--- Problem to work on ---
Report how many lines below contain the word "every", and give only that number.
━━ Information supplied
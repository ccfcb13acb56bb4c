//! # Text Processing Module
//!
//! Text normalization and tokenization utilities shared by the product and
//! FAQ matchers.
//!
//! ## Features
//!
//! - Accent/case-insensitive normalization (lower-case, canonical
//!   decomposition, combining-mark removal) so "Jabón" and "jabon" compare equal
//! - Whitespace tokenization with a Spanish stop-word filter
//! - Keyword-overlap scoring for FAQ lookup

use lazy_static::lazy_static;
use log::trace;
use std::collections::HashSet;
use unicode_normalization::char::is_combining_mark;
use unicode_normalization::UnicodeNormalization;

// Stored already normalized (lower-case, accents stripped) so they can be
// compared against normalized tokens directly.
const STOP_WORD_LIST: &[&str] = &[
    "a", "al", "algo", "como", "con", "cual", "cuales", "cuando", "cuanto", "de", "del", "donde",
    "el", "ella", "ellos", "en", "es", "esa", "ese", "esta", "este", "esto", "hace", "hacen",
    "hay", "la", "las", "le", "les", "lo", "los", "me", "mi", "mis", "muy", "no", "nos", "o",
    "para", "pero", "por", "puede", "puedo", "que", "se", "ser", "si", "sin", "son", "su", "sus",
    "te", "tiene", "tienen", "tu", "tus", "u", "un", "una", "unas", "unos", "ustedes", "y", "ya",
    "yo",
];

lazy_static! {
    static ref STOP_WORDS: HashSet<&'static str> = STOP_WORD_LIST.iter().copied().collect();
}

/// Normalize text for matching: lower-case, then strip diacritics via
/// canonical decomposition followed by combining-mark removal.
///
/// # Examples
///
/// ```rust
/// use pedidos_bot::text_processing::normalize;
///
/// assert_eq!(normalize("Jabón Azul"), "jabon azul");
/// ```
pub fn normalize(text: &str) -> String {
    text.to_lowercase()
        .nfd()
        .filter(|c| !is_combining_mark(*c))
        .collect()
}

fn trim_punctuation(token: &str) -> &str {
    token.trim_matches(|c: char| !c.is_alphanumeric())
}

/// Tokenize a user query for FAQ matching: normalized whitespace tokens with
/// surrounding punctuation trimmed, stop words and tokens of length <= 2
/// removed.
pub fn query_tokens(text: &str) -> Vec<String> {
    let tokens: Vec<String> = normalize(text)
        .split_whitespace()
        .map(trim_punctuation)
        .filter(|t| t.chars().count() > 2 && !STOP_WORDS.contains(t))
        .map(|t| t.to_string())
        .collect();

    trace!("query tokenized into {} content tokens", tokens.len());
    tokens
}

/// Tokenize a stored FAQ question: normalized whitespace tokens with stop
/// words removed. Short tokens are kept here; the length filter applies to
/// the user's query only.
pub fn question_tokens(text: &str) -> HashSet<String> {
    normalize(text)
        .split_whitespace()
        .map(trim_punctuation)
        .filter(|t| !t.is_empty() && !STOP_WORDS.contains(t))
        .map(|t| t.to_string())
        .collect()
}

/// Count how many query tokens appear in a question's token set.
pub fn overlap_score(query: &[String], question: &HashSet<String>) -> usize {
    query.iter().filter(|t| question.contains(t.as_str())).count()
}
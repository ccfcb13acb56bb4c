//! Spanish message catalog backed by Fluent.
//!
//! All user-facing reply text lives in `locales/es/main.ftl`; the state
//! machine only refers to message keys.

use fluent_bundle::concurrent::FluentBundle;
use fluent_bundle::{FluentArgs, FluentResource, FluentValue};
use std::collections::HashMap;
use std::fs;
use std::sync::{Arc, LazyLock};
use unic_langid::LanguageIdentifier;

use anyhow::Result;

const DEFAULT_LOCALE: &str = "es";

/// Localization manager for the bot.
pub struct LocalizationManager {
    bundles: HashMap<String, Arc<FluentBundle<FluentResource>>>,
}

impl LocalizationManager {
    /// Create a new localization manager
    pub fn new() -> Result<Self> {
        let mut bundles = HashMap::new();

        let locale: LanguageIdentifier = DEFAULT_LOCALE.parse()?;
        let bundle = Self::create_bundle(&locale)?;
        bundles.insert(DEFAULT_LOCALE.to_string(), Arc::new(bundle));

        Ok(Self { bundles })
    }

    /// Create a fluent bundle for a specific locale
    fn create_bundle(locale: &LanguageIdentifier) -> Result<FluentBundle<FluentResource>> {
        let mut bundle = FluentBundle::new_concurrent(vec![locale.clone()]);
        // WhatsApp renders the Unicode isolate marks Fluent inserts around
        // placeables, so interpolation runs without them.
        bundle.set_use_isolating(false);

        let resource_path = format!("./locales/{}/main.ftl", locale);
        if let Ok(content) = fs::read_to_string(&resource_path) {
            if let Ok(resource) = FluentResource::try_new(content) {
                let _ = bundle.add_resource(resource);
            }
        }

        Ok(bundle)
    }

    /// Get a localized message
    pub fn get_message(&self, key: &str, args: Option<&HashMap<&str, &str>>) -> String {
        let bundle = match self.bundles.get(DEFAULT_LOCALE) {
            Some(bundle) => bundle,
            None => return format!("Missing locale: {}", DEFAULT_LOCALE),
        };

        let msg = match bundle.get_message(key) {
            Some(msg) => msg,
            None => return format!("Missing translation: {}", key),
        };

        let pattern = match msg.value() {
            Some(pattern) => pattern,
            None => return format!("Missing value for key: {}", key),
        };

        let mut value = String::new();

        if let Some(args) = args {
            let fluent_args = FluentArgs::from_iter(
                args.iter().map(|(k, v)| (*k, FluentValue::from(*v))),
            );

            let _ = bundle.write_pattern(&mut value, pattern, Some(&fluent_args), &mut vec![]);
        } else {
            let _ = bundle.write_pattern(&mut value, pattern, None, &mut vec![]);
        }

        value
    }

    /// Get a localized message with simple string arguments
    pub fn get_message_with_args(&self, key: &str, args: &[(&str, &str)]) -> String {
        let args_map: HashMap<&str, &str> = args.iter().cloned().collect();
        self.get_message(key, Some(&args_map))
    }
}

static LOCALIZATION_MANAGER: LazyLock<LocalizationManager> = LazyLock::new(|| {
    LocalizationManager::new().expect("Spanish locale identifier should parse")
});

/// Convenience function to get a localized message
pub fn t(key: &str) -> String {
    LOCALIZATION_MANAGER.get_message(key, None)
}

/// Convenience function to get a localized message with arguments
pub fn t_args(key: &str, args: &[(&str, &str)]) -> String {
    LOCALIZATION_MANAGER.get_message_with_args(key, args)
}
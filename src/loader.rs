//! Report Loader Module
//!
//! This module reads DMARC report documents from plain XML files, GZIP files and ZIP
//! archives. It enforces the limits from [`Config`]: input file size, decompressed
//! size (checked against the bytes actually produced, not just archive headers), entry
//! count, compression ratio, entry name length and path traversal in entry names.
use std::fs::File;
use std::io::{BufReader, Read};
use std::path::Path;
use zip::ZipArchive;
use flate2::read::GzDecoder;
use crate::config::Config;
use crate::error::{DmarcError, Result};
use crate::models::Feedback;
use crate::xml_parser::parse_feedback;

/// Reads every report document stored at `file_path`.
///
/// The file type is chosen by extension: `.xml`, `.gz` or `.zip`.
pub fn extract_reports<P: AsRef<Path>>(file_path: P, config: &Config) -> Result<Vec<Vec<u8>>> {
    let path = file_path.as_ref();
    let file = File::open(path)?;
    let file_size = file.metadata()?.len();
    if file_size > config.max_file_size as u64 {
        return Err(DmarcError::FileTooLarge(format!(
            "File size {} bytes exceeds limit of {} bytes",
            file_size, config.max_file_size
        )));
    }
    let ext = path
        .extension()
        .map(|x| x.to_string_lossy().to_lowercase())
        .unwrap_or_default();
    log::debug!("Reading {} as .{} source", path.display(), ext);
    match ext.as_str() {
        "zip" => extract_zip(file, config),
        "gz" => {
            let contents = read_limited(GzDecoder::new(BufReader::new(file)), config.max_decompressed_size)?;
            Ok(vec![contents])
        }
        "xml" => {
            let contents = read_limited(BufReader::new(file), config.max_file_size)?;
            Ok(vec![contents])
        }
        _ => Err(DmarcError::UnsupportedFile(format!(
            "Unsupported file extension: {:?}",
            ext
        ))),
    }
}

/// Reads and parses every report at `file_path`.
///
/// A document that fails to parse is logged and skipped so one malformed report does
/// not hide the others. If no document parses, the last parse error is returned.
pub fn load_feedback<P: AsRef<Path>>(file_path: P, config: &Config) -> Result<Vec<Feedback>> {
    let path = file_path.as_ref();
    let documents = extract_reports(path, config)?;
    let total = documents.len();
    let mut reports = Vec::with_capacity(total);
    let mut last_error = None;
    for (index, document) in documents.iter().enumerate() {
        match parse_feedback(document) {
            Ok(feedback) => reports.push(feedback),
            Err(e) => {
                log::warn!(
                    "Skipping report {}/{} in {}: {}",
                    index + 1,
                    total,
                    path.display(),
                    e
                );
                last_error = Some(e);
            }
        }
    }
    match last_error {
        Some(e) if reports.is_empty() => Err(e),
        _ => Ok(reports),
    }
}

fn extract_zip(file: File, config: &Config) -> Result<Vec<Vec<u8>>> {
    let mut archive = ZipArchive::new(BufReader::new(file))?;
    if archive.len() > config.max_files_in_zip {
        return Err(DmarcError::Format(format!(
            "Too many files in archive: {}",
            archive.len()
        )));
    }
    let mut extracted = Vec::new();
    let mut budget = config.max_decompressed_size;
    for i in 0..archive.len() {
        let entry = archive.by_index(i)?;
        let name = entry.name().to_string();
        if name.contains("..") || name.starts_with('/') || name.starts_with('\\') {
            return Err(DmarcError::Format(format!(
                "Path traversal attempt detected: {}",
                name
            )));
        }
        if name.len() > config.max_filename_length {
            return Err(DmarcError::Format("Filename too long".to_string()));
        }
        if entry.is_dir() {
            continue;
        }
        let compressed_size = entry.compressed_size();
        let uncompressed_size = entry.size();
        if compressed_size > 0 {
            let compression_ratio = uncompressed_size as f64 / compressed_size as f64;
            if compression_ratio > config.max_compression_ratio {
                return Err(DmarcError::Format(format!(
                    "Suspicious compression ratio: {:.2}",
                    compression_ratio
                )));
            }
        }
        if uncompressed_size > budget as u64 {
            return Err(DmarcError::FileTooLarge(
                "Total decompressed size too large".to_string(),
            ));
        }
        let contents = read_limited(entry, budget)?;
        budget -= contents.len();
        extracted.push(contents);
    }
    Ok(extracted)
}

/// Reads at most `limit` bytes, failing if the source holds more.
fn read_limited<R: Read>(source: R, limit: usize) -> Result<Vec<u8>> {
    let mut contents = Vec::new();
    source.take(limit as u64 + 1).read_to_end(&mut contents)?;
    if contents.len() > limit {
        return Err(DmarcError::FileTooLarge(format!(
            "Decompressed size exceeds limit of {} bytes",
            limit
        )));
    }
    Ok(contents)
}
━━━━
--- The answer ---
2